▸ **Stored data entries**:
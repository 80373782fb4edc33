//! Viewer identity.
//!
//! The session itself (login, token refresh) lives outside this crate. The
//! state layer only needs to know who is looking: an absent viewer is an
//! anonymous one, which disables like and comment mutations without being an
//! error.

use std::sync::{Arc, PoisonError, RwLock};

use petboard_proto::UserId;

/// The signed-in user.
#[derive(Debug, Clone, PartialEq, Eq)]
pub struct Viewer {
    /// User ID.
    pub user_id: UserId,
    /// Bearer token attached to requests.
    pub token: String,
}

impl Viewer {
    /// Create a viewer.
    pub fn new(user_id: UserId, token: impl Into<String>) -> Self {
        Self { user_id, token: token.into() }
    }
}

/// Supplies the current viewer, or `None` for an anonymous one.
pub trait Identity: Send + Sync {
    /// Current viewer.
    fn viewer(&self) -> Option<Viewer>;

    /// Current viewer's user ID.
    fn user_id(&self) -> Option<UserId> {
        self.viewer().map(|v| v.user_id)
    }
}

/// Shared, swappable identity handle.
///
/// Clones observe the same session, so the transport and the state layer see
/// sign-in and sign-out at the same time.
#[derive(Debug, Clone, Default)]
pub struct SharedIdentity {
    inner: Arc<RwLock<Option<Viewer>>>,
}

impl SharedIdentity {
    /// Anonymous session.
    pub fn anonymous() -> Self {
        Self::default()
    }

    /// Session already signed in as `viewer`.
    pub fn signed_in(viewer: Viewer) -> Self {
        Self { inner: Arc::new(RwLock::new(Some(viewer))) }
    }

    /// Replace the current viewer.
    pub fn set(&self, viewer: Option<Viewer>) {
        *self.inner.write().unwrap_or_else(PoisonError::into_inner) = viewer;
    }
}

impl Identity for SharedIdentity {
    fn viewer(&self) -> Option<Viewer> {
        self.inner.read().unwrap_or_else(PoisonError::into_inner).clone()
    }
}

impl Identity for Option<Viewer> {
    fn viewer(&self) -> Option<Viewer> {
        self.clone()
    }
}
==
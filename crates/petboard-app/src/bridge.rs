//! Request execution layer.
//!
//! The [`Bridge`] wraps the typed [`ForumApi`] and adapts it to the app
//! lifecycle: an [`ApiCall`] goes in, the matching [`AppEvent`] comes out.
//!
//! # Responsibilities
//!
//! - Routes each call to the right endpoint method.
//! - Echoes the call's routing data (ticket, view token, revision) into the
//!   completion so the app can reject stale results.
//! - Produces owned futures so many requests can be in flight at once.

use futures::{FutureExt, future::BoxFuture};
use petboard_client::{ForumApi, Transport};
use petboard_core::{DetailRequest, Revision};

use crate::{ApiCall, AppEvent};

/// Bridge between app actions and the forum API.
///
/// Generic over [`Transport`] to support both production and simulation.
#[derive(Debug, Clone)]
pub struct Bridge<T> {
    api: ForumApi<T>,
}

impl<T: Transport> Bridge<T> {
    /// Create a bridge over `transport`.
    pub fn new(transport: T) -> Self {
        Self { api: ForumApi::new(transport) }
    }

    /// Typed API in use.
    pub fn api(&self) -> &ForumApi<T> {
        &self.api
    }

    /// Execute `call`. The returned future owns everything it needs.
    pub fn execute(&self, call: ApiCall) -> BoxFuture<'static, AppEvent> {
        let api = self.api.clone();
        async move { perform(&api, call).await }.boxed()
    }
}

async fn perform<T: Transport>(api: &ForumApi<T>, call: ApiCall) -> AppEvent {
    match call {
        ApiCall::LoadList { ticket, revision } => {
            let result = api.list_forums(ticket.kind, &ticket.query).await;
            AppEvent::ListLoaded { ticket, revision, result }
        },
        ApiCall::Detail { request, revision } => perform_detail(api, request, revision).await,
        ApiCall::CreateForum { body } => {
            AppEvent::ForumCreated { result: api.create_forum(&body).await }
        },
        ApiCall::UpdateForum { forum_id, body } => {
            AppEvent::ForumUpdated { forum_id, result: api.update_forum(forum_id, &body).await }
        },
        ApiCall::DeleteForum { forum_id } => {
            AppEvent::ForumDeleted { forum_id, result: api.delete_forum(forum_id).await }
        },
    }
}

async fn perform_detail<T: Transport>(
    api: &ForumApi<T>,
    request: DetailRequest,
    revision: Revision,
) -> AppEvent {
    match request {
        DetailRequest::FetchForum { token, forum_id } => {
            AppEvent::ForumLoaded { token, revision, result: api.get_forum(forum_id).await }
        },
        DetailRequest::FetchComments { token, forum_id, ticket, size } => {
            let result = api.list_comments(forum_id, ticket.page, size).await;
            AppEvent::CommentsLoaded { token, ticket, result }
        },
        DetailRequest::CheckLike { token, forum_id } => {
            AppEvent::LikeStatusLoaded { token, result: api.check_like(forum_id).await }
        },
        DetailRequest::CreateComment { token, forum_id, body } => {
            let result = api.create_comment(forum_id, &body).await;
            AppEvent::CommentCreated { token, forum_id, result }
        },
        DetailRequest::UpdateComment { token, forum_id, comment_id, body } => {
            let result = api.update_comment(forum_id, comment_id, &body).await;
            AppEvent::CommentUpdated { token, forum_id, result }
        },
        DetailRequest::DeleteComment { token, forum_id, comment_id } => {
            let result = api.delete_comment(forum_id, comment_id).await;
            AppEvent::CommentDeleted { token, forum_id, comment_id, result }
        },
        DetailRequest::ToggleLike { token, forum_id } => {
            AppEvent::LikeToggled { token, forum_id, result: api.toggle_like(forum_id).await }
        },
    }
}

▸ **Exercise brief**:
The expected answer is each line of the records above that includes the string "size".

▸ **Answer to this problem**:
        DetailRequest::FetchComments { token, forum_id, ticket, size } => {
            let result = api.list_comments(forum_id, ticket.page, size).await;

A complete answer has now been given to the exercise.